Start of Block

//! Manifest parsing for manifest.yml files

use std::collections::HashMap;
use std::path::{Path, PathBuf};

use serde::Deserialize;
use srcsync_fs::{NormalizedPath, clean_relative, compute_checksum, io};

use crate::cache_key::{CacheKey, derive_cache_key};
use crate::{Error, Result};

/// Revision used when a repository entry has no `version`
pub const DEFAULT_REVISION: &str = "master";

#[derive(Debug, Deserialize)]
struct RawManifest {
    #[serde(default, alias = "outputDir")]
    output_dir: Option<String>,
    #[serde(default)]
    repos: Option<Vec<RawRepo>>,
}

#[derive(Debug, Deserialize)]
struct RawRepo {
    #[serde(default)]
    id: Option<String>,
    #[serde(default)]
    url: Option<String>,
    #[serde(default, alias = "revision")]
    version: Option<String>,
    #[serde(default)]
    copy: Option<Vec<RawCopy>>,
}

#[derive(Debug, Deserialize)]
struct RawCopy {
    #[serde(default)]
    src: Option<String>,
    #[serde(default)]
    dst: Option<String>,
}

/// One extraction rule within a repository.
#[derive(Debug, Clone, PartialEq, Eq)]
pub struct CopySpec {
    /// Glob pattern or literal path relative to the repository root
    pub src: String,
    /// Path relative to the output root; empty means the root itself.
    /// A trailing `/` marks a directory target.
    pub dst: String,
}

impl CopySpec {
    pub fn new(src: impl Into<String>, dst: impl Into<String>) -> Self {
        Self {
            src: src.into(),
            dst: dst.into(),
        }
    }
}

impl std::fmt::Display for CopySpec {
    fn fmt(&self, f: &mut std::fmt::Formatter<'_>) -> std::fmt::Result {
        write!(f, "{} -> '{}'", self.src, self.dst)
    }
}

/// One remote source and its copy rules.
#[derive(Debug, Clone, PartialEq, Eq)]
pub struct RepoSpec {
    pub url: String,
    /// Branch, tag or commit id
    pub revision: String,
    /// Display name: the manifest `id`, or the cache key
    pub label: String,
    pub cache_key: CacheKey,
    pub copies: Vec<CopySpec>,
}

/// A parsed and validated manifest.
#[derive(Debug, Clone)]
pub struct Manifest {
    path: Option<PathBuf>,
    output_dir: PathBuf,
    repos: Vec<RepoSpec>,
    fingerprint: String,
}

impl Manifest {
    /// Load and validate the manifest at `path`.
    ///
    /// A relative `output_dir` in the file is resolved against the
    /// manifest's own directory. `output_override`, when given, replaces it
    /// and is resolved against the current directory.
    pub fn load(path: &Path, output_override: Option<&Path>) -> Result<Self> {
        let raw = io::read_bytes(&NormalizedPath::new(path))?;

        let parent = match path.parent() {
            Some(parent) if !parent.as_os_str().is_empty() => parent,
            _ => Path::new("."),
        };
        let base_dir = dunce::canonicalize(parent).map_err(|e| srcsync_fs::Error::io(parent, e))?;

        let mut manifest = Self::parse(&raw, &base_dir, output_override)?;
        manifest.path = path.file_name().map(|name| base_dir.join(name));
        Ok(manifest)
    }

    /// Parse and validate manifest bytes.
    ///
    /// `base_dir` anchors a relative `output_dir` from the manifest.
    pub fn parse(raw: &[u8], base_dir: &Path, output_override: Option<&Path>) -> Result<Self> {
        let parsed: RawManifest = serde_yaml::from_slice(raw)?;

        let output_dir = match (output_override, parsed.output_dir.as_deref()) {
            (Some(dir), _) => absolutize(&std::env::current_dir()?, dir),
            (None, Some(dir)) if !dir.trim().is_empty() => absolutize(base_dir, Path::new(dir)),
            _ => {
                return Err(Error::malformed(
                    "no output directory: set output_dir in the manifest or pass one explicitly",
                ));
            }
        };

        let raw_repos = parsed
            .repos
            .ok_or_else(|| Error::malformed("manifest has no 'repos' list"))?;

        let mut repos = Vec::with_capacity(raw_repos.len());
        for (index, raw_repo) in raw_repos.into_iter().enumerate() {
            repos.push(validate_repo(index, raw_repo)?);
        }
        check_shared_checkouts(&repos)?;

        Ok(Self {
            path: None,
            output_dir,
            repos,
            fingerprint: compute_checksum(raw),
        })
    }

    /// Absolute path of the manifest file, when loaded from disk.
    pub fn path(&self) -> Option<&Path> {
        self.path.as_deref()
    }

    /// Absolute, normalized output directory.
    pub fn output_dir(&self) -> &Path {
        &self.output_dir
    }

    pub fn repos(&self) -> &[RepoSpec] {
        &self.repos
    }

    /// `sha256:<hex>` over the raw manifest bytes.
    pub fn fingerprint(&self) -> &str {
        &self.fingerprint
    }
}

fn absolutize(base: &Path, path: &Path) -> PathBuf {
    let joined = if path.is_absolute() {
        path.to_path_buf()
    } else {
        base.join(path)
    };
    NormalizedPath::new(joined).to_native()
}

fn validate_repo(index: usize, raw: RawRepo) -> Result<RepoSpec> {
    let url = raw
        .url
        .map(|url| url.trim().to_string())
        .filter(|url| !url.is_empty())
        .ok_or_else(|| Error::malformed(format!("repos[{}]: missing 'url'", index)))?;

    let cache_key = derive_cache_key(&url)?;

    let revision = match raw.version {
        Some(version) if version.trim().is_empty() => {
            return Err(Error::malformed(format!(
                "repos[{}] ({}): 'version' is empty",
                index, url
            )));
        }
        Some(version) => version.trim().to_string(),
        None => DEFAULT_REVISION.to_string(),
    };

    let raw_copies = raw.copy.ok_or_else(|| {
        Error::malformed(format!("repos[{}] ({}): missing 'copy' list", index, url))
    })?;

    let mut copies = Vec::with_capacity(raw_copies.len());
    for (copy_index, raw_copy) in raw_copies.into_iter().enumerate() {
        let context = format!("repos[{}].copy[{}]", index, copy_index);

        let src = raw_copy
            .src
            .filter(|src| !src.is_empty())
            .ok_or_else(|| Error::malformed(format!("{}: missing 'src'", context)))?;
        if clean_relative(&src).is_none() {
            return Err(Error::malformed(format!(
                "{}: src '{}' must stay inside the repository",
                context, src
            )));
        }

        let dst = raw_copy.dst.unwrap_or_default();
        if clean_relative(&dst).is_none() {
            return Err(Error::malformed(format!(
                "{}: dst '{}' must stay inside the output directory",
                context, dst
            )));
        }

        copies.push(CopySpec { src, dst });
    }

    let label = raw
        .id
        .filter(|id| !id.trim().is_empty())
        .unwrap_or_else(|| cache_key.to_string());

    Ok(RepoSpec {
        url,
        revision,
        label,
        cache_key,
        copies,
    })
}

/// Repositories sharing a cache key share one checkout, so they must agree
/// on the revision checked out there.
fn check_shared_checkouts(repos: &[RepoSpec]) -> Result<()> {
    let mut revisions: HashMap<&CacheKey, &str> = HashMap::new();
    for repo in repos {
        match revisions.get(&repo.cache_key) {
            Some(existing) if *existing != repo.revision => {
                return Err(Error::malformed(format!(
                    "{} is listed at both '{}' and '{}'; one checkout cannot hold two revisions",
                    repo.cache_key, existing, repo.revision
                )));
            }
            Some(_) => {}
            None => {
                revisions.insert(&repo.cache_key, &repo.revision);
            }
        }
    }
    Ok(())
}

End of Block

What to do
Set down each record verbatim.

Finished task
//! Manifest parsing for manifest.yml files

use std::collections::HashMap;
use std::path::{Path, PathBuf};

use serde::Deserialize;
use srcsync_fs::{NormalizedPath, clean_relative, compute_checksum, io};

use crate::cache_key::{CacheKey, derive_cache_key};
use crate::{Error, Result};

/// Revision used when a repository entry has no `version`
pub const DEFAULT_REVISION: &str = "master";

#[derive(Debug, Deserialize)]
struct RawManifest {
    #[serde(default, alias = "outputDir")]
    output_dir: Option<String>,
    #[serde(default)]
    repos: Option<Vec<RawRepo>>,
}

#[derive(Debug, Deserialize)]
struct RawRepo {
    #[serde(default)]
    id: Option<String>,
    #[serde(default)]
    url: Option<String>,
    #[serde(default, alias = "revision")]
    version: Option<String>,
    #[serde(default)]
    copy: Option<Vec<RawCopy>>,
}

#[derive(Debug, Deserialize)]
struct RawCopy {
    #[serde(default)]
    src: Option<String>,
    #[serde(default)]
    dst: Option<String>,
}

/// One extraction rule within a repository.
#[derive(Debug, Clone, PartialEq, Eq)]
pub struct CopySpec {
    /// Glob pattern or literal path relative to the repository root
    pub src: String,
    /// Path relative to the output root; empty means the root itself.
    /// A trailing `/` marks a directory target.
    pub dst: String,
}

impl CopySpec {
    pub fn new(src: impl Into<String>, dst: impl Into<String>) -> Self {
        Self {
            src: src.into(),
            dst: dst.into(),
        }
    }
}

impl std::fmt::Display for CopySpec {
    fn fmt(&self, f: &mut std::fmt::Formatter<'_>) -> std::fmt::Result {
        write!(f, "{} -> '{}'", self.src, self.dst)
    }
}

/// One remote source and its copy rules.
#[derive(Debug, Clone, PartialEq, Eq)]
pub struct RepoSpec {
    pub url: String,
    /// Branch, tag or commit id
    pub revision: String,
    /// Display name: the manifest `id`, or the cache key
    pub label: String,
    pub cache_key: CacheKey,
    pub copies: Vec<CopySpec>,
}

/// A parsed and validated manifest.
#[derive(Debug, Clone)]
pub struct Manifest {
    path: Option<PathBuf>,
    output_dir: PathBuf,
    repos: Vec<RepoSpec>,
    fingerprint: String,
}

impl Manifest {
    /// Load and validate the manifest at `path`.
    ///
    /// A relative `output_dir` in the file is resolved against the
    /// manifest's own directory. `output_override`, when given, replaces it
    /// and is resolved against the current directory.
    pub fn load(path: &Path, output_override: Option<&Path>) -> Result<Self> {
        let raw = io::read_bytes(&NormalizedPath::new(path))?;

        let parent = match path.parent() {
            Some(parent) if !parent.as_os_str().is_empty() => parent,
            _ => Path::new("."),
        };
        let base_dir = dunce::canonicalize(parent).map_err(|e| srcsync_fs::Error::io(parent, e))?;

        let mut manifest = Self::parse(&raw, &base_dir, output_override)?;
        manifest.path = path.file_name().map(|name| base_dir.join(name));
        Ok(manifest)
    }

    /// Parse and validate manifest bytes.
    ///
    /// `base_dir` anchors a relative `output_dir` from the manifest.
    pub fn parse(raw: &[u8], base_dir: &Path, output_override: Option<&Path>) -> Result<Self> {
        let parsed: RawManifest = serde_yaml::from_slice(raw)?;

        let output_dir = match (output_override, parsed.output_dir.as_deref()) {
            (Some(dir), _) => absolutize(&std::env::current_dir()?, dir),
            (None, Some(dir)) if !dir.trim().is_empty() => absolutize(base_dir, Path::new(dir)),
            _ => {
                return Err(Error::malformed(
                    "no output directory: set output_dir in the manifest or pass one explicitly",
                ));
            }
        };

        let raw_repos = parsed
            .repos
            .ok_or_else(|| Error::malformed("manifest has no 'repos' list"))?;

        let mut repos = Vec::with_capacity(raw_repos.len());
        for (index, raw_repo) in raw_repos.into_iter().enumerate() {
            repos.push(validate_repo(index, raw_repo)?);
        }
        check_shared_checkouts(&repos)?;

        Ok(Self {
            path: None,
            output_dir,
            repos,
            fingerprint: compute_checksum(raw),
        })
    }

    /// Absolute path of the manifest file, when loaded from disk.
    pub fn path(&self) -> Option<&Path> {
        self.path.as_deref()
    }

    /// Absolute, normalized output directory.
    pub fn output_dir(&self) -> &Path {
        &self.output_dir
    }

    pub fn repos(&self) -> &[RepoSpec] {
        &self.repos
    }

    /// `sha256:<hex>` over the raw manifest bytes.
    pub fn fingerprint(&self) -> &str {
        &self.fingerprint
    }
}

fn absolutize(base: &Path, path: &Path) -> PathBuf {
    let joined = if path.is_absolute() {
        path.to_path_buf()
    } else {
        base.join(path)
    };
    NormalizedPath::new(joined).to_native()
}

fn validate_repo(index: usize, raw: RawRepo) -> Result<RepoSpec> {
    let url = raw
        .url
        .map(|url| url.trim().to_string())
        .filter(|url| !url.is_empty())
        .ok_or_else(|| Error::malformed(format!("repos[{}]: missing 'url'", index)))?;

    let cache_key = derive_cache_key(&url)?;

    let revision = match raw.version {
        Some(version) if version.trim().is_empty() => {
            return Err(Error::malformed(format!(
                "repos[{}] ({}): 'version' is empty",
                index, url
            )));
        }
        Some(version) => version.trim().to_string(),
        None => DEFAULT_REVISION.to_string(),
    };

    let raw_copies = raw.copy.ok_or_else(|| {
        Error::malformed(format!("repos[{}] ({}): missing 'copy' list", index, url))
    })?;

    let mut copies = Vec::with_capacity(raw_copies.len());
    for (copy_index, raw_copy) in raw_copies.into_iter().enumerate() {
        let context = format!("repos[{}].copy[{}]", index, copy_index);

        let src = raw_copy
            .src
            .filter(|src| !src.is_empty())
            .ok_or_else(|| Error::malformed(format!("{}: missing 'src'", context)))?;
        if clean_relative(&src).is_none() {
            return Err(Error::malformed(format!(
                "{}: src '{}' must stay inside the repository",
                context, src
            )));
        }

        let dst = raw_copy.dst.unwrap_or_default();
        if clean_relative(&dst).is_none() {
            return Err(Error::malformed(format!(
                "{}: dst '{}' must stay inside the output directory",
                context, dst
            )));
        }

        copies.push(CopySpec { src, dst });
    }

    let label = raw
        .id
        .filter(|id| !id.trim().is_empty())
        .unwrap_or_else(|| cache_key.to_string());

    Ok(RepoSpec {
        url,
        revision,
        label,
        cache_key,
        copies,
    })
}

/// Repositories sharing a cache key share one checkout, so they must agree
/// on the revision checked out there.
fn check_shared_checkouts(repos: &[RepoSpec]) -> Result<()> {
    let mut revisions: HashMap<&CacheKey, &str> = HashMap::new();
    for repo in repos {
        match revisions.get(&repo.cache_key) {
            Some(existing) if *existing != repo.revision => {
                return Err(Error::malformed(format!(
                    "{} is listed at both '{}' and '{}'; one checkout cannot hold two revisions",
                    repo.cache_key, existing, repo.revision
                )));
            }
            Some(_) => {}
            None => {
                revisions.insert(&repo.cache_key, &repo.revision);
            }
        }
    }
    Ok(())
}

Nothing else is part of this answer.